Литочка молча кивнула. А Медведев встал и, тоже молча, направился к выходу.


… Литочка стояла у окна, наблюдая, как нелепая фигура в мятом костюме, удаляется из её жизни, и, возможно, навсегда. Так бывает. Просто её детская любовь слегка задержалась на Земле. Девичий трепет ушёл, оставляя в душе легкий оттенок грусти. Всё ещё только начиналось в её жизни, потому что «любовь никогда не перестает быть». И она была благодарна Медведеву за такое расставание с юностью.

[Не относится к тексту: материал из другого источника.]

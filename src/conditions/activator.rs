//! Activator-driven conditionals.
//!
//! These fire from detector traffic. Each tracks the set of activator objects
//! it answers to; messages from anything else fall through to the next
//! conditional on the modifier.

use std::io::{Read, Write};

use serde::{Deserialize, Serialize};
use smallvec::SmallVec;

use crate::core::{KeyContext, ObjectKey};
use crate::logic::LogicModBase;
use crate::messages::Message;
use crate::wire::{read_u32, write_u32, WireResult};

use super::{ConditionCore, ConditionResponse, TriggerRequest};

fn write_key_list(
    w: &mut dyn Write,
    keys: &mut dyn KeyContext,
    list: &[ObjectKey],
) -> WireResult<()> {
    write_u32(w, list.len() as u32)?;
    for key in list {
        keys.write_key(w, Some(*key))?;
    }
    Ok(())
}

fn read_key_list(
    r: &mut dyn Read,
    keys: &mut dyn KeyContext,
) -> WireResult<SmallVec<[ObjectKey; 2]>> {
    let count = crate::wire::check_len("activator list", read_u32(r)?)?;
    let mut list = SmallVec::new();
    for _ in 0..count {
        if let Some(key) = keys.read_key(r)? {
            list.push(key);
        }
    }
    Ok(list)
}

/// Fires when a tracked detector reports a trigger-candidate event.
#[derive(Clone, Debug, Default, PartialEq, Serialize, Deserialize)]
pub struct ActivatorConditional {
    /// Shared conditional state.
    pub core: ConditionCore,

    /// Detector objects this conditional answers to.
    pub activators: SmallVec<[ObjectKey; 2]>,
}

impl ActivatorConditional {
    /// Conditional answering to the given detectors.
    #[must_use]
    pub fn new(activators: impl IntoIterator<Item = ObjectKey>) -> Self {
        Self {
            core: ConditionCore::default(),
            activators: activators.into_iter().collect(),
        }
    }

    /// Track another detector.
    pub fn add_activator(&mut self, key: ObjectKey) {
        self.activators.push(key);
    }

    pub(super) fn msg_receive(
        &mut self,
        msg: &Message,
        owner: &mut LogicModBase,
        peers_verified: bool,
    ) -> ConditionResponse {
        let Message::Activator(activator) = msg else {
            return ConditionResponse::unhandled();
        };
        let matches_source = activator
            .hittee
            .is_some_and(|hittee| self.activators.contains(&hittee));
        if !matches_source {
            return ConditionResponse::unhandled();
        }

        let mut resp = ConditionResponse::handled();
        if activator.kind.is_untrigger() {
            // Toggle activators absorb the untrigger half of the pair.
            if owner.triggered() && !self.core.toggle {
                resp.push(TriggerRequest::UnTrigger);
            }
        } else if peers_verified {
            self.core.satisfied = true;
            if self.core.toggle && owner.triggered() {
                // Second activation of a toggle: symmetric untrigger.
                resp.push(TriggerRequest::UnTrigger);
            } else {
                resp.push(TriggerRequest::Trigger { net_request: false });
            }
        }
        resp
    }

    pub(super) fn write_fields(&self, w: &mut dyn Write, keys: &mut dyn KeyContext) -> WireResult<()> {
        write_key_list(w, keys, &self.activators)
    }

    pub(super) fn read_fields(
        core: ConditionCore,
        r: &mut dyn Read,
        keys: &mut dyn KeyContext,
    ) -> WireResult<Self> {
        Ok(Self {
            core,
            activators: read_key_list(r, keys)?,
        })
    }
}

/// Fires from the boolean `state` of notify messages sent by other
/// activators, chaining logic modifiers together.
#[derive(Clone, Debug, Default, PartialEq, Serialize, Deserialize)]
pub struct ActivatorActivatorConditional {
    /// Shared conditional state.
    pub core: ConditionCore,

    /// Upstream activators whose notifications we watch.
    pub activators: SmallVec<[ObjectKey; 2]>,
}

impl ActivatorActivatorConditional {
    /// Conditional watching the given upstream activators.
    #[must_use]
    pub fn new(activators: impl IntoIterator<Item = ObjectKey>) -> Self {
        Self {
            core: ConditionCore::default(),
            activators: activators.into_iter().collect(),
        }
    }

    pub(super) fn msg_receive(
        &mut self,
        msg: &Message,
        owner: &mut LogicModBase,
        peers_verified: bool,
    ) -> ConditionResponse {
        let Message::Notify(notify) = msg else {
            return ConditionResponse::unhandled();
        };
        let matches_source = notify
            .sender
            .is_some_and(|sender| self.activators.contains(&sender));
        if !matches_source {
            return ConditionResponse::unhandled();
        }

        let mut resp = ConditionResponse::handled();
        if notify.state != 0.0 {
            if peers_verified {
                self.core.satisfied = true;
                if self.core.toggle && owner.triggered() {
                    resp.push(TriggerRequest::UnTrigger);
                } else {
                    resp.push(TriggerRequest::Trigger { net_request: false });
                }
            }
        } else if owner.triggered() && !self.core.toggle {
            resp.push(TriggerRequest::UnTrigger);
        }
        resp
    }

    pub(super) fn write_fields(&self, w: &mut dyn Write, keys: &mut dyn KeyContext) -> WireResult<()> {
        write_key_list(w, keys, &self.activators)
    }

    pub(super) fn read_fields(
        core: ConditionCore,
        r: &mut dyn Read,
        keys: &mut dyn KeyContext,
    ) -> WireResult<Self> {
        Ok(Self {
            core,
            activators: read_key_list(r, keys)?,
        })
    }
}

/// Volume-style activator conditional.
///
/// Unlike [`ActivatorConditional`], the handler loop never checks the
/// message's source: the body runs once per *configured* activator, whatever
/// sent the message. With no activators configured it handles nothing. This
/// mirrors the shipped behavior exactly; see the test suite before changing
/// it.
#[derive(Clone, Debug, Default, PartialEq, Serialize, Deserialize)]
pub struct VolActivatorConditional {
    /// Shared conditional state.
    pub core: ConditionCore,

    /// Configured activators; only the count matters to dispatch.
    pub activators: SmallVec<[ObjectKey; 2]>,
}

impl VolActivatorConditional {
    /// Conditional with the given configured activators.
    #[must_use]
    pub fn new(activators: impl IntoIterator<Item = ObjectKey>) -> Self {
        Self {
            core: ConditionCore::default(),
            activators: activators.into_iter().collect(),
        }
    }

    pub(super) fn msg_receive(
        &mut self,
        msg: &Message,
        owner: &mut LogicModBase,
        peers_verified: bool,
    ) -> ConditionResponse {
        let Message::Activator(activator) = msg else {
            return ConditionResponse::unhandled();
        };
        if self.activators.is_empty() {
            return ConditionResponse::unhandled();
        }

        let mut resp = ConditionResponse::handled();
        for _ in 0..self.activators.len() {
            if activator.kind.is_untrigger() {
                if owner.triggered() && !self.core.toggle {
                    resp.push(TriggerRequest::UnTrigger);
                }
            } else if peers_verified {
                self.core.satisfied = true;
                resp.push(TriggerRequest::Trigger { net_request: false });
            }
        }
        resp
    }

    pub(super) fn write_fields(&self, w: &mut dyn Write, keys: &mut dyn KeyContext) -> WireResult<()> {
        write_key_list(w, keys, &self.activators)
    }

    pub(super) fn read_fields(
        core: ConditionCore,
        r: &mut dyn Read,
        keys: &mut dyn KeyContext,
    ) -> WireResult<Self> {
        Ok(Self {
            core,
            activators: read_key_list(r, keys)?,
        })
    }
}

Она вернулась за стол и раскрыла папку с рисунками Егора. Взяла автопортрет. Они были так похожи – тот Медведев и этот, её «кватроченто». Своей незащищенностью, каким-то своим, детским взглядом на мир. И, одновременно своей фанатичной готовностью идти до конца, за свои идеалы, за свои принципы. Тот Егор потому и сгорел раньше времени. За любовь, за своё право любить. А её прапрабабка приняла этот крест на себя. «Никто не будет любить тебя так, как я». Словно проклятие какое налагал! И вот теперь он уходил. Литочка видела, какое впечатление произвела на бедного Сергея Сергеевича та девушка. Кажется, её звали Мария. «Ещё одна Машенька, Машенька и Медведев», – усмехнулась Литочка. – «Бывают же такие вот совпадения».

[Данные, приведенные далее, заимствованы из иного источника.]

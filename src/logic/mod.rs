//! The logic-modifier state machine.
//!
//! A [`LogicModifier`] sits between the detector layer and everything that
//! reacts to a trigger. Detector messages flow in, get filtered through the
//! modifier's conditional list, and — once every condition is satisfied and
//! the server (when one is involved) grants the trigger lock — a notification
//! fans out to the registered receivers.

mod base;
mod modifier;

pub use base::{LogicFlags, LogicModBase, ReplyOutcome, RequestOutcome};
pub use modifier::{CursorHint, LogicModifier};

use crate::core::{NetEnv, SceneQuery};
use crate::messages::MessageBus;

/// Everything an evaluation entry point needs from the rest of the engine:
/// the dispatch bus, the session environment, and (optionally) scene
/// geometry.
pub struct LogicCtx<'a> {
    /// Asynchronous outbound delivery.
    pub bus: &'a mut dyn MessageBus,

    /// Session-level knowledge (local player, arbitration mode, policies).
    pub env: &'a NetEnv,

    /// Scene geometry, when the caller has it. Facing checks fail closed
    /// without it.
    pub scene: Option<&'a dyn SceneQuery>,
}

impl<'a> LogicCtx<'a> {
    /// Context without scene geometry.
    pub fn new(bus: &'a mut dyn MessageBus, env: &'a NetEnv) -> Self {
        Self {
            bus,
            env,
            scene: None,
        }
    }

    /// Context with scene geometry for facing checks.
    pub fn with_scene(
        bus: &'a mut dyn MessageBus,
        env: &'a NetEnv,
        scene: &'a dyn SceneQuery,
    ) -> Self {
        Self {
            bus,
            env,
            scene: Some(scene),
        }
    }
}
//! Object identity and key resolution.
//!
//! Every scene object that can send, receive, or be named by a message has an
//! `ObjectKey`. Keys are opaque to this crate: the resource manager that owns
//! the scene graph assigns them and resolves them back to objects. The only
//! thing the runtime does with a key is compare it, store it, and hand it to a
//! [`KeyContext`] when a stream crosses the process boundary.

use std::io::{Read, Write};

use serde::{Deserialize, Serialize};

use crate::wire::{read_bool, read_u32, write_bool, write_u32, WireResult};

/// Opaque identity of a keyed scene object.
///
/// Avatars, detectors, responders, and logic modifiers all have keys. The
/// resource manager assigns them; the runtime never interprets the value.
#[derive(Clone, Copy, Debug, PartialEq, Eq, Hash, Serialize, Deserialize)]
pub struct ObjectKey(pub u32);

impl ObjectKey {
    /// Create a key from its raw value.
    #[must_use]
    pub const fn new(id: u32) -> Self {
        Self(id)
    }

    /// Get the raw key value.
    #[must_use]
    pub const fn raw(self) -> u32 {
        self.0
    }
}

impl From<u32> for ObjectKey {
    fn from(id: u32) -> Self {
        Self(id)
    }
}

impl std::fmt::Display for ObjectKey {
    fn fmt(&self, f: &mut std::fmt::Formatter<'_>) -> std::fmt::Result {
        write!(f, "Key({})", self.0)
    }
}

/// Key persistence contract supplied by the resource manager.
///
/// Streams never contain keys directly; they contain whatever the resource
/// manager chooses to write. The runtime calls through this trait wherever the
/// wire format says "key reference", so the same codec serves both plain
/// resource files and replicated network traffic.
pub trait KeyContext {
    /// Write a (possibly absent) key reference to the stream.
    fn write_key(&mut self, w: &mut dyn Write, key: Option<ObjectKey>) -> WireResult<()>;

    /// Read a key reference from the stream. `None` means the reference was
    /// written as absent.
    fn read_key(&mut self, r: &mut dyn Read) -> WireResult<Option<ObjectKey>>;
}

/// Pass-through key context: a presence flag followed by the raw key value.
///
/// Sufficient for loopback serialization and tests; a real resource manager
/// substitutes its own location/name encoding.
#[derive(Clone, Copy, Debug, Default)]
pub struct RawKeys;

impl KeyContext for RawKeys {
    fn write_key(&mut self, w: &mut dyn Write, key: Option<ObjectKey>) -> WireResult<()> {
        write_bool(w, key.is_some())?;
        if let Some(key) = key {
            write_u32(w, key.raw())?;
        }
        Ok(())
    }

    fn read_key(&mut self, r: &mut dyn Read) -> WireResult<Option<ObjectKey>> {
        if read_bool(r)? {
            Ok(Some(ObjectKey::new(read_u32(r)?)))
        } else {
            Ok(None)
        }
    }
}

Похоже, наш бедный идеалист нашёл наконец-то свою мечту. Ну, да и Бог с ним. Он хороший человек, он заслужил своё счастье.

Нет, она не будет показывать ему «автопортрет художника». Незачем перегружать бедного Сергея Сергеевича ненужными смыслами. А она? Она найдёт своё счастье. Потому что «любовь никогда не перестаёт быть». Надо только верить…и надеяться.

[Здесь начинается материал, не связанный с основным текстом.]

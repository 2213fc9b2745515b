//! Session environment for trigger evaluation.
//!
//! The original runtime reached into process globals for "is this a
//! single-player session", "who is the local player", and the avatar
//! validation switch. Those live here instead, as plain data handed to the
//! evaluation entry points.

use rustc_hash::FxHashSet;
use serde::{Deserialize, Serialize};

use super::key::ObjectKey;

/// Policy knobs for volume-sensor evaluation.
#[derive(Clone, Copy, Debug, PartialEq, Eq, Serialize, Deserialize)]
pub struct VolumeSensorPolicy {
    /// Run the same-machine-authority check on Enter/Exit. When set, enter
    /// events from remote avatars that this client neither owns nor drives as
    /// AI are dropped before they touch the occupant set.
    pub validate_avatars: bool,
}

impl Default for VolumeSensorPolicy {
    fn default() -> Self {
        Self {
            validate_avatars: true,
        }
    }
}

/// What this client knows about the network session.
///
/// `local_triggers` marks a session with no arbitration authority (offline /
/// single-player): trigger requests skip the server round-trip entirely.
#[derive(Clone, Debug, Default)]
pub struct NetEnv {
    /// Skip server arbitration for every trigger request.
    pub local_triggers: bool,

    /// The local player's avatar, if one exists yet.
    pub local_player: Option<ObjectKey>,

    /// Keys known to be player avatars (local or remote).
    pub avatars: FxHashSet<ObjectKey>,

    /// Avatars this client has authority over.
    pub locally_owned: FxHashSet<ObjectKey>,

    /// Avatars driven by local AI rather than a remote peer.
    pub ai_controlled: FxHashSet<ObjectKey>,

    /// Volume-sensor evaluation policy.
    pub volume_policy: VolumeSensorPolicy,
}

impl NetEnv {
    /// Environment for an offline session: no arbitration, given local player.
    #[must_use]
    pub fn offline(local_player: ObjectKey) -> Self {
        let mut env = Self {
            local_triggers: true,
            local_player: Some(local_player),
            ..Self::default()
        };
        env.avatars.insert(local_player);
        env.locally_owned.insert(local_player);
        env
    }

    /// Is this key an avatar the local machine has no authority over?
    #[must_use]
    pub fn is_remote_avatar(&self, key: ObjectKey) -> bool {
        self.avatars.contains(&key)
            && self.local_player != Some(key)
            && !self.locally_owned.contains(&key)
            && !self.ai_controlled.contains(&key)
    }

    /// Same-machine-authority check used by volume sensors.
    ///
    /// Passes when validation is disabled by policy, or when the key is not a
    /// remote-controlled avatar.
    #[must_use]
    pub fn passes_avatar_check(&self, key: ObjectKey) -> bool {
        if !self.volume_policy.validate_avatars {
            return true;
        }
        !self.is_remote_avatar(key)
    }
}

/// Read access to scene geometry, supplied by the transform/avatar system.
///
/// Only the facing conditional needs geometry; everything else in this crate
/// works on keys alone.
pub trait SceneQuery {
    /// World-space forward vector of the object, if known.
    fn forward(&self, key: ObjectKey) -> Option<[f32; 3]>;

    /// World-space position of the object, if known.
    fn position(&self, key: ObjectKey) -> Option<[f32; 3]>;
}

Глава 13. Последняя, в которой автор всё окончательно запутывает

Медведев шёл домой. И не только потому, что у него до сих пор слегка кружилась голова, и нестерпимо ныло, где-то под ложечкой. Странно, но особого потрясения он не испытывал. Ну, подумаешь, он мог стать трупом? Но не стал же. Скорее всего, разочарование, да, пожалуй, очередное разочарование, и не более того. Хотелось просто побыть одному, посетовать на жестокость мира, ну, и может быть, уронить одну-две слезинки в подушку. В конце концов, им, с Литочкой, удалось совершить настоящее открытие. Вот на этом и нужно сосредоточиться. Не нами придумано, что работа – лучшее лекарство от избытка чувствительности. И, наверное, пора всё-таки серьезно задуматься о женитьбе. Идеалы – идеалами, но к человеческому счастью они, похоже, отношения не имеют. Можно до конца дней своих следовать за идеалами, и… оказаться одному в конце пути. А оставаться одному ему очень не хотелось. Особенно теперь, когда всё так взбаламутилось в душе. Машенька ворвалась в его жизнь как метеор, как… Он вдруг вспомнил её слова: «Разбила посуду, переломала мебель…. За что её было любить?» Или вот её полная противоположность – Литочка. Они столько лет знакомы, но у него и мысли даже не было…. Она всегда была рядом: тихая скромная умница. Странно, но он только сейчас вспомнил, как изменилась Литочка после своей поездки. Теперь это была красивая, уверенная в себе женщина. Пожалуй, что излишне красивая, потому что ему гораздо милее была та, прежняя, походившая на маленького симпатичного мышонка. Впрочем, какое ему дело, кем видит себя сейчас бедная девушка. Скорее всего, и здесь не обошлось без извечного. Влюбилась, наверное, в кого-нибудь. Молодость, знаете ли, она и не такие метаморфозы выделывает.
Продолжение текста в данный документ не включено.